**How to complete this task**
Emit the entire listing verbatim.

**** Extracted data ****

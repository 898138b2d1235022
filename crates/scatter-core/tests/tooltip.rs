// File: crates/scatter-core/tests/tooltip.rs
// Purpose: Tooltip value formatting rules per dimension.

use scatter_core::dimension::XDimension;
use scatter_core::ticks::group_thousands;
use scatter_core::tooltip::{format_x_value, format_y_value};

#[test]
fn income_is_currency_with_thousands_separators() {
    assert_eq!(format_x_value(XDimension::Income, 43613.0), "$43,613");
    assert_eq!(format_x_value(XDimension::Income, 69017.0), "$69,017");
    assert_eq!(format_x_value(XDimension::Income, 999.0), "$999");
    assert_eq!(format_x_value(XDimension::Income, 1234567.0), "$1,234,567");
}

#[test]
fn age_is_plain_numeric() {
    assert_eq!(format_x_value(XDimension::Age, 38.0), "38");
    assert_eq!(format_x_value(XDimension::Age, 33.5), "33.5");
}

#[test]
fn poverty_gets_a_percent_suffix() {
    assert_eq!(format_x_value(XDimension::Poverty, 18.2), "18.2%");
    assert_eq!(format_x_value(XDimension::Poverty, 10.0), "10%");
}

#[test]
fn y_dimensions_are_all_percentages() {
    assert_eq!(format_y_value(33.6), "33.6%");
    assert_eq!(format_y_value(18.6), "18.6%");
    assert_eq!(format_y_value(15.0), "15%");
}

#[test]
fn thousands_grouping() {
    assert_eq!(group_thousands(0), "0");
    assert_eq!(group_thousands(999), "999");
    assert_eq!(group_thousands(1000), "1,000");
    assert_eq!(group_thousands(43613), "43,613");
    assert_eq!(group_thousands(-43613), "-43,613");
}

****

**Answer space**
repository 898138b2d1235022
filename crates/scatter-core/tests/tooltip.rs
// File: crates/scatter-core/tests/tooltip.rs
// Purpose: Tooltip value formatting rules per dimension.

use scatter_core::dimension::XDimension;
use scatter_core::ticks::group_thousands;
use scatter_core::tooltip::{format_x_value, format_y_value};

#[test]
fn income_is_currency_with_thousands_separators() {
    assert_eq!(format_x_value(XDimension::Income, 43613.0), "$43,613");
    assert_eq!(format_x_value(XDimension::Income, 69017.0), "$69,017");
    assert_eq!(format_x_value(XDimension::Income, 999.0), "$999");
    assert_eq!(format_x_value(XDimension::Income, 1234567.0), "$1,234,567");
}

#[test]
fn age_is_plain_numeric() {
    assert_eq!(format_x_value(XDimension::Age, 38.0), "38");
    assert_eq!(format_x_value(XDimension::Age, 33.5), "33.5");
}

#[test]
fn poverty_gets_a_percent_suffix() {
    assert_eq!(format_x_value(XDimension::Poverty, 18.2), "18.2%");
    assert_eq!(format_x_value(XDimension::Poverty, 10.0), "10%");
}

#[test]
fn y_dimensions_are_all_percentages() {
    assert_eq!(format_y_value(33.6), "33.6%");
    assert_eq!(format_y_value(18.6), "18.6%");
    assert_eq!(format_y_value(15.0), "15%");
}

#[test]
fn thousands_grouping() {
    assert_eq!(group_thousands(0), "0");
    assert_eq!(group_thousands(999), "999");
    assert_eq!(group_thousands(1000), "1,000");
    assert_eq!(group_thousands(43613), "43,613");
    assert_eq!(group_thousands(-43613), "-43,613");
}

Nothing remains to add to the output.